# REQUIRED ACTION
Give back the records in full, with every line exactly as it was.

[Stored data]
#####

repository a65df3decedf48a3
//! Presentation Layer
//!
//! HTTP routes, handlers and middleware.

pub mod http;
pub mod middleware;
//! No-self-block / no-double-block guard.

use std::sync::Arc;

use crate::domain::entities::BlockedUserRepository;
use crate::domain::value_objects::UserId;
use crate::shared::error::{AppError, DomainError, DomainResult};

/// Rejects `blocker == blocked` without touching storage.
pub fn ensure_not_self(blocker_id: &UserId, blocked_id: &UserId) -> DomainResult<()> {
    if blocker_id.is_equal(blocked_id) {
        return Err(DomainError::CannotBlockYourself);
    }
    Ok(())
}

pub struct BlockGuard<R: BlockedUserRepository + ?Sized> {
    repository: Arc<R>,
}

impl<R: BlockedUserRepository + ?Sized> BlockGuard<R> {
    pub fn new(repository: Arc<R>) -> Self {
        Self { repository }
    }

    /// Self-block check first, then the existing-row lookup for the exact
    /// ordered pair.
    pub async fn assert_can_block(
        &self,
        blocker_id: &UserId,
        blocked_id: &UserId,
    ) -> Result<(), AppError> {
        ensure_not_self(blocker_id, blocked_id)?;

        if self.repository.is_blocked(blocker_id, blocked_id).await? {
            tracing::warn!(blocker_id = %blocker_id, blocked_id = %blocked_id, "User already blocked");
            return Err(DomainError::UserAlreadyBlocked(blocked_id.to_string()).into());
        }
        Ok(())
    }
}

#[cfg(test)]
mod tests {
    use super::*;
    use crate::domain::entities::MockBlockedUserRepository;
    use crate::shared::error::ErrorCode;

    #[tokio::test]
    async fn test_self_block_fails_without_lookup() {
        let mut repo = MockBlockedUserRepository::new();
        repo.expect_is_blocked().never();
        let guard = BlockGuard::new(Arc::new(repo));
        let me = UserId::generate();

        let err = guard.assert_can_block(&me, &me).await.unwrap_err();
        assert_eq!(err.code(), ErrorCode::CannotBlockYourself);
    }

    #[test]
    fn test_self_block_ignores_id_case() {
        let lower = UserId::create("550e8400-e29b-41d4-a716-446655440000").unwrap();
        let upper = UserId::create("550E8400-E29B-41D4-A716-446655440000").unwrap();

        let err = ensure_not_self(&lower, &upper).unwrap_err();
        assert!(matches!(err, DomainError::CannotBlockYourself));
    }

    #[tokio::test]
    async fn test_existing_ordered_pair_fails() {
        let (a, b) = (UserId::generate(), UserId::generate());

        let mut repo = MockBlockedUserRepository::new();
        let (blocker, blocked) = (a.clone(), b.clone());
        repo.expect_is_blocked()
            .returning(move |x, y| Ok(x == &blocker && y == &blocked));
        let guard = BlockGuard::new(Arc::new(repo));

        let err = guard.assert_can_block(&a, &b).await.unwrap_err();
        assert_eq!(err.code(), ErrorCode::UserAlreadyBlocked);

        // The reverse direction is a different relationship.
        assert!(guard.assert_can_block(&b, &a).await.is_ok());
    }
}
//! Likes on posts and comments.
//!
//! A user likes a given post or comment at most once. The pair carries a
//! unique index in storage.

use async_trait::async_trait;
use chrono::{DateTime, Utc};

use super::entity::{Entity, EntityBase};
use crate::domain::value_objects::{CommentId, LikeId, LikeKind, PostId, UserId};
use crate::shared::error::{AppError, DomainResult};

#[derive(Debug, Clone)]
pub struct PostLike {
    base: EntityBase<LikeKind>,
    user_id: UserId,
    post_id: PostId,
}

impl PostLike {
    pub fn create(user_id: UserId, post_id: PostId) -> DomainResult<Self> {
        Ok(Self {
            base: EntityBase::new(None, None, None)?,
            user_id,
            post_id,
        })
    }

    pub fn restore(
        id: LikeId,
        user_id: UserId,
        post_id: PostId,
        created_at: DateTime<Utc>,
        updated_at: DateTime<Utc>,
    ) -> DomainResult<Self> {
        Ok(Self {
            base: EntityBase::new(Some(id), Some(created_at), Some(updated_at))?,
            user_id,
            post_id,
        })
    }

    pub fn user_id(&self) -> &UserId {
        &self.user_id
    }

    pub fn post_id(&self) -> &PostId {
        &self.post_id
    }
}

impl Entity for PostLike {
    type Kind = LikeKind;

    fn base(&self) -> &EntityBase<LikeKind> {
        &self.base
    }
}

#[derive(Debug, Clone)]
pub struct CommentLike {
    base: EntityBase<LikeKind>,
    user_id: UserId,
    comment_id: CommentId,
}

impl CommentLike {
    pub fn create(user_id: UserId, comment_id: CommentId) -> DomainResult<Self> {
        Ok(Self {
            base: EntityBase::new(None, None, None)?,
            user_id,
            comment_id,
        })
    }

    pub fn restore(
        id: LikeId,
        user_id: UserId,
        comment_id: CommentId,
        created_at: DateTime<Utc>,
        updated_at: DateTime<Utc>,
    ) -> DomainResult<Self> {
        Ok(Self {
            base: EntityBase::new(Some(id), Some(created_at), Some(updated_at))?,
            user_id,
            comment_id,
        })
    }

    pub fn user_id(&self) -> &UserId {
        &self.user_id
    }

    pub fn comment_id(&self) -> &CommentId {
        &self.comment_id
    }
}

impl Entity for CommentLike {
    type Kind = LikeKind;

    fn base(&self) -> &EntityBase<LikeKind> {
        &self.base
    }
}

/// Repository trait for post likes.
#[cfg_attr(test, mockall::automock)]
#[async_trait]
pub trait PostLikeRepository: Send + Sync {
    async fn find_by_user_and_post(
        &self,
        user_id: &UserId,
        post_id: &PostId,
    ) -> Result<Option<PostLike>, AppError>;

    /// Fails with `UserAlreadyLikedPost` when the pair already exists.
    async fn save(&self, like: &PostLike) -> Result<(), AppError>;
}

/// Repository trait for comment likes.
#[cfg_attr(test, mockall::automock)]
#[async_trait]
pub trait CommentLikeRepository: Send + Sync {
    async fn find_by_user_and_comment(
        &self,
        user_id: &UserId,
        comment_id: &CommentId,
    ) -> Result<Option<CommentLike>, AppError>;

    /// Fails with `UserAlreadyLikedComment` when the pair already exists.
    async fn save(&self, like: &CommentLike) -> Result<(), AppError>;
}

#####

# RESPONSE AREA
repository a65df3decedf48a3
//! Presentation Layer
//!
//! HTTP routes, handlers and middleware.

pub mod http;
pub mod middleware;
//! No-self-block / no-double-block guard.

use std::sync::Arc;

use crate::domain::entities::BlockedUserRepository;
use crate::domain::value_objects::UserId;
use crate::shared::error::{AppError, DomainError, DomainResult};

/// Rejects `blocker == blocked` without touching storage.
pub fn ensure_not_self(blocker_id: &UserId, blocked_id: &UserId) -> DomainResult<()> {
    if blocker_id.is_equal(blocked_id) {
        return Err(DomainError::CannotBlockYourself);
    }
    Ok(())
}

pub struct BlockGuard<R: BlockedUserRepository + ?Sized> {
    repository: Arc<R>,
}

impl<R: BlockedUserRepository + ?Sized> BlockGuard<R> {
    pub fn new(repository: Arc<R>) -> Self {
        Self { repository }
    }

    /// Self-block check first, then the existing-row lookup for the exact
    /// ordered pair.
    pub async fn assert_can_block(
        &self,
        blocker_id: &UserId,
        blocked_id: &UserId,
    ) -> Result<(), AppError> {
        ensure_not_self(blocker_id, blocked_id)?;

        if self.repository.is_blocked(blocker_id, blocked_id).await? {
            tracing::warn!(blocker_id = %blocker_id, blocked_id = %blocked_id, "User already blocked");
            return Err(DomainError::UserAlreadyBlocked(blocked_id.to_string()).into());
        }
        Ok(())
    }
}

#[cfg(test)]
mod tests {
    use super::*;
    use crate::domain::entities::MockBlockedUserRepository;
    use crate::shared::error::ErrorCode;

    #[tokio::test]
    async fn test_self_block_fails_without_lookup() {
        let mut repo = MockBlockedUserRepository::new();
        repo.expect_is_blocked().never();
        let guard = BlockGuard::new(Arc::new(repo));
        let me = UserId::generate();

        let err = guard.assert_can_block(&me, &me).await.unwrap_err();
        assert_eq!(err.code(), ErrorCode::CannotBlockYourself);
    }

    #[test]
    fn test_self_block_ignores_id_case() {
        let lower = UserId::create("550e8400-e29b-41d4-a716-446655440000").unwrap();
        let upper = UserId::create("550E8400-E29B-41D4-A716-446655440000").unwrap();

        let err = ensure_not_self(&lower, &upper).unwrap_err();
        assert!(matches!(err, DomainError::CannotBlockYourself));
    }

    #[tokio::test]
    async fn test_existing_ordered_pair_fails() {
        let (a, b) = (UserId::generate(), UserId::generate());

        let mut repo = MockBlockedUserRepository::new();
        let (blocker, blocked) = (a.clone(), b.clone());
        repo.expect_is_blocked()
            .returning(move |x, y| Ok(x == &blocker && y == &blocked));
        let guard = BlockGuard::new(Arc::new(repo));

        let err = guard.assert_can_block(&a, &b).await.unwrap_err();
        assert_eq!(err.code(), ErrorCode::UserAlreadyBlocked);

        // The reverse direction is a different relationship.
        assert!(guard.assert_can_block(&b, &a).await.is_ok());
    }
}
//! Likes on posts and comments.
//!
//! A user likes a given post or comment at most once. The pair carries a
//! unique index in storage.

use async_trait::async_trait;
use chrono::{DateTime, Utc};

use super::entity::{Entity, EntityBase};
use crate::domain::value_objects::{CommentId, LikeId, LikeKind, PostId, UserId};
use crate::shared::error::{AppError, DomainResult};

#[derive(Debug, Clone)]
pub struct PostLike {
    base: EntityBase<LikeKind>,
    user_id: UserId,
    post_id: PostId,
}

impl PostLike {
    pub fn create(user_id: UserId, post_id: PostId) -> DomainResult<Self> {
        Ok(Self {
            base: EntityBase::new(None, None, None)?,
            user_id,
            post_id,
        })
    }

    pub fn restore(
        id: LikeId,
        user_id: UserId,
        post_id: PostId,
        created_at: DateTime<Utc>,
        updated_at: DateTime<Utc>,
    ) -> DomainResult<Self> {
        Ok(Self {
            base: EntityBase::new(Some(id), Some(created_at), Some(updated_at))?,
            user_id,
            post_id,
        })
    }

    pub fn user_id(&self) -> &UserId {
        &self.user_id
    }

    pub fn post_id(&self) -> &PostId {
        &self.post_id
    }
}

impl Entity for PostLike {
    type Kind = LikeKind;

    fn base(&self) -> &EntityBase<LikeKind> {
        &self.base
    }
}

#[derive(Debug, Clone)]
pub struct CommentLike {
    base: EntityBase<LikeKind>,
    user_id: UserId,
    comment_id: CommentId,
}

impl CommentLike {
    pub fn create(user_id: UserId, comment_id: CommentId) -> DomainResult<Self> {
        Ok(Self {
            base: EntityBase::new(None, None, None)?,
            user_id,
            comment_id,
        })
    }

    pub fn restore(
        id: LikeId,
        user_id: UserId,
        comment_id: CommentId,
        created_at: DateTime<Utc>,
        updated_at: DateTime<Utc>,
    ) -> DomainResult<Self> {
        Ok(Self {
            base: EntityBase::new(Some(id), Some(created_at), Some(updated_at))?,
            user_id,
            comment_id,
        })
    }

    pub fn user_id(&self) -> &UserId {
        &self.user_id
    }

    pub fn comment_id(&self) -> &CommentId {
        &self.comment_id
    }
}

impl Entity for CommentLike {
    type Kind = LikeKind;

    fn base(&self) -> &EntityBase<LikeKind> {
        &self.base
    }
}

/// Repository trait for post likes.
#[cfg_attr(test, mockall::automock)]
#[async_trait]
pub trait PostLikeRepository: Send + Sync {
    async fn find_by_user_and_post(
        &self,
        user_id: &UserId,
        post_id: &PostId,
    ) -> Result<Option<PostLike>, AppError>;

    /// Fails with `UserAlreadyLikedPost` when the pair already exists.
    async fn save(&self, like: &PostLike) -> Result<(), AppError>;
}

/// Repository trait for comment likes.
#[cfg_attr(test, mockall::automock)]
#[async_trait]
pub trait CommentLikeRepository: Send + Sync {
    async fn find_by_user_and_comment(
        &self,
        user_id: &UserId,
        comment_id: &CommentId,
    ) -> Result<Option<CommentLike>, AppError>;

    /// Fails with `UserAlreadyLikedComment` when the pair already exists.
    async fn save(&self, like: &CommentLike) -> Result<(), AppError>;
}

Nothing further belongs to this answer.